Impulsively, Rachel steps forward to Bonnie and embraces her. She can tell that Bonnie is surprised, reacting stiffly for a moment, but Rachel needs the closeness all of a sudden, needs the touch of this woman who reminds her so much of her mother.
“I will,” she says. “And I’ll find him.”
“I know you will.”
“Listen,” Rachel says in the midst of the embrace, “say goodbye to Alan for me, will you? I’ll start sobbing if I have to say bye to both of you.”

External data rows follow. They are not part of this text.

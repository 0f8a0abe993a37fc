use crate::error::{Result, StudioError};
use crate::models::OutputFormat;
use std::env;

pub const API_KEY_VAR: &str = "API_KEY";
pub const DEFAULT_API_BASE: &str = "https://generativelanguage.googleapis.com/v1beta";
pub const DEFAULT_EDIT_MODEL: &str = "gemini-2.5-flash-image-preview";
pub const DEFAULT_IMAGE_MODEL: &str = "imagen-4.0-generate-001";

#[derive(Debug, Clone)]
pub struct GeminiConfig {
    pub api_key: String,
    pub api_base: String,
    pub edit_model: String,
    pub image_model: String,
    pub output_format: OutputFormat,
}

impl GeminiConfig {
    pub fn new(api_key: impl Into<String>) -> Self {
        GeminiConfig {
            api_key: api_key.into(),
            api_base: DEFAULT_API_BASE.to_string(),
            edit_model: DEFAULT_EDIT_MODEL.to_string(),
            image_model: DEFAULT_IMAGE_MODEL.to_string(),
            output_format: OutputFormat::Png,
        }
    }

    /// Reads the credential once from the process environment, after loading
    /// a `.env` file if one exists. A missing or blank key is fatal.
    pub fn from_env() -> Result<Self> {
        match dotenv::dotenv() {
            Ok(path) => log::debug!("Loaded environment from {}", path.display()),
            Err(_) => log::debug!("No .env file found, using process environment"),
        }

        let api_key = env::var(API_KEY_VAR)
            .ok()
            .filter(|key| !key.trim().is_empty())
            .ok_or_else(|| StudioError::MissingCredential(API_KEY_VAR.to_string()))?;

        Ok(Self::new(api_key))
    }

    pub fn with_api_base(mut self, api_base: impl Into<String>) -> Self {
        self.api_base = api_base.into().trim_end_matches('/').to_string();
        self
    }

    pub fn with_edit_model(mut self, model: impl Into<String>) -> Self {
        self.edit_model = model.into();
        self
    }

    pub fn with_image_model(mut self, model: impl Into<String>) -> Self {
        self.image_model = model.into();
        self
    }

    pub fn with_output_format(mut self, format: OutputFormat) -> Self {
        self.output_format = format;
        self
    }

    pub fn validate(&self) -> Result<()> {
        if self.api_key.trim().is_empty() {
            return Err(StudioError::MissingCredential(API_KEY_VAR.to_string()));
        }
        if !self.api_base.starts_with("http://") && !self.api_base.starts_with("https://") {
            return Err(StudioError::Config(format!(
                "api_base must be an http(s) URL, got '{}'",
                self.api_base
            )));
        }
        if self.edit_model.is_empty() || self.image_model.is_empty() {
            return Err(StudioError::Config("model names must not be empty".into()));
        }
        Ok(())
    }

    pub(crate) fn endpoint(&self, model: &str, method: &str) -> String {
        format!("{}/models/{}:{}", self.api_base, model, method)
    }
}

#[cfg(test)]
mod tests {
    use super::*;

    #[test]
    fn builder_overrides_defaults() {
        let config = GeminiConfig::new("key")
            .with_api_base("http://localhost:9000/v1beta/")
            .with_image_model("imagen-test");

        assert_eq!(config.api_base, "http://localhost:9000/v1beta");
        assert_eq!(config.edit_model, DEFAULT_EDIT_MODEL);
        assert_eq!(
            config.endpoint(&config.image_model, "predict"),
            "http://localhost:9000/v1beta/models/imagen-test:predict"
        );
    }

    #[test]
    fn blank_key_fails_validation() {
        let err = GeminiConfig::new("  ").validate().unwrap_err();
        assert!(matches!(err, StudioError::MissingCredential(var) if var == API_KEY_VAR));
    }

    #[test]
    fn non_http_base_fails_validation() {
        let err = GeminiConfig::new("key")
            .with_api_base("ftp://example.test")
            .validate()
            .unwrap_err();
        assert!(matches!(err, StudioError::Config(_)));
    }
}
use super::{require, UseCase};
use crate::{
    error::Result,
    export::ExportFile,
    gemini::ImageBackend,
    models::{GenerationRequest, GenerationResult, MemeStyle},
    prompts,
};
use async_trait::async_trait;

pub const MEME_STEM: &str = "meme-background";

#[derive(Debug, Clone, Default)]
pub struct Meme {
    pub caption: String,
    pub style: MemeStyle,
}

#[async_trait]
impl UseCase for Meme {
    type Output = GenerationResult;

    const SUBJECT: &'static str = "meme background";
    const ACTION: &'static str = "generate meme background";

    fn validate(&self) -> Result<()> {
        require(&self.caption, "Please provide a caption for the meme.")
    }

    async fn generate(&self, backend: &dyn ImageBackend) -> Result<GenerationResult> {
        let prompt = prompts::meme_prompt(&self.caption, self.style);
        let request = GenerationRequest::text_to_image(prompt, backend.output_format());
        backend.execute(&request).await
    }

    fn export_files(output: &GenerationResult) -> Vec<ExportFile> {
        vec![ExportFile::with_stem(MEME_STEM, output.clone())]
    }
}

#[cfg(test)]
mod tests {
    use super::*;
    use crate::controller::{Controller, Phase};
    use crate::testing::FakeBackend;

    #[tokio::test]
    async fn meme_uses_caption_and_style() {
        let backend = FakeBackend::new();
        let mut controller = Controller::new(Meme {
            caption: "One does not simply...".into(),
            style: MemeStyle::Surreal,
        });

        assert_eq!(controller.generate(&backend).await, Phase::Succeeded);
        assert_eq!(
            backend.prompts(),
            vec![prompts::meme_prompt("One does not simply...", MemeStyle::Surreal)]
        );
        assert_eq!(
            controller.result().map(|r| r.data_url()),
            Some("data:image/png;base64,aW1hZ2U=".to_string())
        );
    }
}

Rachel removes herself from the hug and leaves the room. She feels emotion in her throat and wetness at her eyes, but she shakes herself away from these unbidden tears, working her way back toward the front of the hospital.
In ten minutes, she’s walking with Jenny out the double doors of the front entrance. It’s full dark outside now, and with the power out seemingly citywide, the darkness is inky, with virtually no visibility beyond the weak glow of the hospital’s generator-powered lights. Making matters worse, the lingering smoke carries its own blackness across the night. There is no starlight or moonlight.
“Oh my God,” Jenny whispers. “It’s
so dark!”
The blackness takes them both by surprise; it’s almost breathtaking. Rachel surges forward, pulling Jenny with her. She has to get away from this hospital and find her way to her father.
She sees the rear of Susanna’s car, which is now surrounded by other hastily parked vehicles. Her eyes are watering from forcing them open so wide in the darkness. They arrive at the Honda’s trunk, splitting up to go to either side. They fling open the doors and drop into the bucket seats. In the glow of the cabin light, Rachel sees her backpack, undisturbed at Jenny’s feet, and feels a jolt of anticipation. She grabs it and unzips its main pouch, drawing out two of the water bottles. She hands one to Jenny.
“Awesome,” Jenny says, taking it eagerly.
“There’s food in there, too.”
Jenny is already gulping down her water. They both drain the bottles quickly, nearly without taking a break.
Rachel twists the key in the ignition, and the Honda cranks to life. The clock in the dash reads 9:14. She pulls out and carefully exits the parking lot, just as another vehicle, a red Jeep, is angling in. The woman behind the wheel is in hysterics, wiping her eyes as she veers around the Honda, coming to an abrupt stop behind two parked cars at the front entrance. Before Rachel can witness another awful display of extreme grief, she turns the Honda onto Lemay, headed south, while Jenny cranes her neck, watching the hospital’s façade recede behind them.
“She’s got a body in her arms,” Jenny says quietly, sadly. “Looks like a child.”
“Yeah,” Rachel says, defeated.
A long moment passes.
“Where do you want to start?” Jenny asks, turning back.
“I think he was at work when it happened,” Rachel replies. “So we’ll start there.”
“Well, what if—”
“He’s alive.”
“Okay, but—”
“I don’t want to talk about that.”
Jenny looks forward at the oncoming road and is quiet. Even after Rachel flips on her high beams, it’s like looking at the world through tunnel vision. There are no vehicles moving at all now, in either direction, just the same halfhearted collisions dotting the road all over the place, butted up against the light poles, guttered, angled over curbs. And as Rachel strains to adjust her eyes in the blackness, she can see indistinct red illumination coming from every car, like crimson jack-o’-lanterns. Rachel points them out sickeningly to Jenny, who visibly shivers.